Plain language summary
Severe acute respiratory syndrome coronavirus 2 (SARS-CoV-2) is the virus that causes coronavirus disease 2019 (COVID-19). SARS-CoV-2 is highly infectious, and this can cause problems in care homes, where the virus can spread quickly. Laboratory-based tests can determine whether or not someone has SARS-CoV-2, but these tests are not perfect and can take a long time to provide a result. Point-of-care tests that can be performed quickly in the care home to detect SARS-CoV-2 are being developed and they may have much shorter times to get a result than laboratory-based tests, although with worse accuracy. The benefit of quicker tests is that decisions to put residents into or release them from isolation can be made sooner, reducing the risk of spreading SARS-CoV-2 and reducing time in isolation.
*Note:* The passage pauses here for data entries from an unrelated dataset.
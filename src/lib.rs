//! Batch waveform renderer.
//!
//! A caller pipes one JSON document listing render requests into the process; each request
//! carries base64 audio, and the process answers with one JSON document holding a base64
//! image (or an error) per request.
//!
//! # Pipeline overview
//!
//! 1. **Configure**: hex colors + strategy name -> [`ColorPolicy`], then numeric options ->
//!    [`RenderPolicy`]. Built once, shared read-only.
//! 2. **Decode**: input bytes -> [`RenderRequest`]s ([`decode_requests`]).
//! 3. **Render**: per request, base64 payload -> audio bytes -> image via a [`RenderEngine`].
//! 4. **Encode**: [`RenderResult`]s -> output bytes ([`encode_responses`]).
//!
//! [`run_batch`] drives all of it. A failing request only affects its own response; errors
//! returned as [`WaveformError`] abort the batch.
#![forbid(unsafe_code)]
#![deny(missing_docs)]

mod batch;
mod color;
mod engine;
mod foundation;
mod protocol;
mod render;

pub use batch::orchestrator::{
    BatchOpts, BatchStats, RequestError, decode_payload, process_request, process_requests,
    run_batch, run_batch_with_stats,
};
pub use color::hex::{Rgb8, hex_to_rgb};
pub use color::policy::{CHECKER_PERIOD, ColorFill, ColorPolicy, ColorStrategy};
pub use engine::backend::{EngineError, RenderEngine, WaveformEngine};
pub use engine::decode::{PcmAudio, decode_wav};
pub use engine::encode::{RasterFormat, encode_image};
pub use engine::raster::{BASE_HEIGHT, MAX_IMAGE_PIXELS, clipping_gain, draw_waveform};
pub use engine::reduce::{rms_bars, samples_per_bar};
pub use foundation::error::{WaveformError, WaveformResult};
pub use protocol::codec::{
    RenderRequest, RenderResult, RequestBatch, ResponseBatch, SUCCESS_MARKER, WAVEFORM_FUNCTION,
    decode_requests, decode_responses, encode_requests, encode_responses,
};
pub use render::policy::RenderPolicy;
The disadvantage of reduced accuracy is that wrong decisions could be made, resulting in either unnecessary isolation or increased spread of SARS-CoV-2. A computer model was built to explore the impact of using SARS-CoV-2 point-of-care tests for residents of care homes. The model estimated the number of SARS-CoV-2 infections, deaths due to COVID-19 and days in isolation. Strategies were run using different values, including the time to get a test result back, the accuracy of tests, the proportion of care homes where there is a case of SARS-CoV-2, whether residents were isolated individually or in groups and how well vaccines work. The results of the model indicated that point-of-care tests could be good if there was a large decrease in the time to get a test result back, if accuracy was high and if vaccination protection was moderate. However, the accuracy and speed of future point-of-care tests is uncertain. When newer SARS-CoV-2 tests are available, the model will allow an estimate of the clinical effectiveness and cost-effectiveness of the tests to be made.